Elvis’s First Guitarist, Scotty Moore, Dies at 84
Elvis’s First Guitarist, Scotty Moore, Dies at 84

Scotty Moore, the lead guitarist on all the Elvis Presley Sun Records recordings, passed away on June 28. He was 84.  

Moore had been struggling with deteriorating health before he died in his Nashville home on Tuesday, according to the Memphis Commercial Appeal. The news of Moore’s death was confirmed by friend and Phillips Recording Service engineer Matt Ross-Spang, via Instagram.

“We lost one of the finest people I have ever met today,” Ross-Spang captioned a photo of the pair. “I was lucky to call you a friend and I’m very glad I got to see you just a few days ago. The guitarist that changed the world… especially mine; I hope you don’t mind if I keep stealing your licks. Love you Scotty.”

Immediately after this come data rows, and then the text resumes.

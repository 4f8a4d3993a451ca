//! Error types for retempo-core.

use std::path::PathBuf;
use thiserror::Error;

/// Broad failure category shared by every retempo error type.
#[derive(Debug, Clone, Copy, PartialEq, Eq, Hash)]
pub enum ErrorKind {
    /// Bad tempo, pitch, rate or format, rejected before processing starts.
    InvalidParameter,
    /// Operation invoked out of sequence (e.g. feeding input after flush).
    InvalidState,
    /// A source or sink could not be opened, read, written or seeked.
    IoFailure,
    /// Input ended mid-operation, leaving output unfinalized.
    TruncatedInput,
}

/// Error type for retempo-core operations.
#[derive(Error, Debug)]
pub enum Error {
    #[error("Invalid parameter: {0}")]
    InvalidParameter(String),

    #[error("Invalid state: {0}")]
    InvalidState(String),

    #[error("I/O failure: {0}")]
    Io(#[from] std::io::Error),

    #[error("I/O failure on {}: {source}", path.display())]
    File {
        path: PathBuf,
        #[source]
        source: std::io::Error,
    },

    #[error("Truncated input: {0}")]
    TruncatedInput(String),
}

impl Error {
    pub fn kind(&self) -> ErrorKind {
        match self {
            Error::InvalidParameter(_) => ErrorKind::InvalidParameter,
            Error::InvalidState(_) => ErrorKind::InvalidState,
            Error::Io(_) | Error::File { .. } => ErrorKind::IoFailure,
            Error::TruncatedInput(_) => ErrorKind::TruncatedInput,
        }
    }

    /// Attach a path to an I/O error.
    pub fn file(path: impl Into<PathBuf>, source: std::io::Error) -> Self {
        Error::File {
            path: path.into(),
            source,
        }
    }
}

/// Result type alias.
pub type Result<T> = std::result::Result<T, Error>;

#[cfg(test)]
mod tests {
    use super::*;

    #[test]
    fn test_kinds() {
        assert_eq!(
            Error::InvalidParameter("tempo".into()).kind(),
            ErrorKind::InvalidParameter
        );
        assert_eq!(
            Error::InvalidState("flushed".into()).kind(),
            ErrorKind::InvalidState
        );
        assert_eq!(
            Error::from(std::io::Error::other("disk")).kind(),
            ErrorKind::IoFailure
        );
        assert_eq!(
            Error::file("/nope", std::io::Error::other("missing")).kind(),
            ErrorKind::IoFailure
        );
        assert_eq!(
            Error::TruncatedInput("header".into()).kind(),
            ErrorKind::TruncatedInput
        );
    }

    #[test]
    fn test_file_error_mentions_path() {
        let err = Error::file(
            "/tmp/in.wav",
            std::io::Error::new(std::io::ErrorKind::NotFound, "not found"),
        );
        let msg = err.to_string();
        assert!(msg.contains("/tmp/in.wav"), "{msg}");
        assert!(msg.contains("not found"), "{msg}");
    }
}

Moore, whose full name is Winfield Scott Moore III was born on Dec. 27, 1931, in Tennessee and began playing the guitar at 8 years old. After he was discharged from the Navy in 1952, he resided in Memphis, where he, Doug Poindexter, and future Elvis bassist Bill Black formed the country band, Starlite Wranglers. Subsequently, he became friends with Sam Phillips of the Memphis Recording Service, commonly referred to as Sun Studios.

Moore was introduced to Elvis Presley via Phillips at Sun Records. Moore ended up working with Presley for 14 years, even serving as his first manager in the beginning stages of Presley’s career. During the span of his illustrious career, Moore collaborated with Charlie Rich, Jerry Lee Lewis, Tommy James, and Ringo Starr.

FILE - In this 1957 file photo, Elvis Presley performs on tour in the summer of 1957, with Scotty Moore on guitar, left, and Bill Black on the stand up bass, right. Moore, the pioneering rock guitarist who played on "Hound Dog" and other early Elvis Presley hits, has died. He was 84. (AP Photo/File)
Elvis Presley performs on tour in the summer of 1957, with Scotty Moore on guitar, left, and Bill Black on the stand up bass, right. (AP Photo/File)

Moore was inducted into the Rock and Roll Hall of Fame in 2000, the Musicians Hall of Fame in 2006, and elected to the Memphis Music Hall of Fame last October. Due to failing health, Moore was unable to attend the ceremony at the Cannon Center and Rolling Stones guitaristKeith Richards accepted the award on his behalf. 

“I started out on an acoustic guitar, then I heard Scotty Moore and I went electric,” said Richards. “He opened up avenues musically in the way he worked with (bassist) Bill Black, and Elvis, of course. That was the kick-off for me and a lot of guys.”

Moore was named as one of the 50 greatest guitarist of all-time by Rolling Stone magazine, at number 29. 

Fellow musicians and celebrities hailed Moore’s artistry on social media. 

Billy Idol tweeted: “Not many guitarists in R&R were as original and as inventive as Scotty Moore RIP.”

David Morrissey tweeted: “Thank you Scotty Moore. One of the all time greats. RIP.

Billy Ray Cyrus tweeted: “RIP Scotty Moore. You will be deeply missed. One thing’s for sure… the King is rockin in Heaven tonight!!”

Wheeler Walker, Jr. tweeted: “Scotty Moore changed the world with his guitar. RIP to one of the greats.”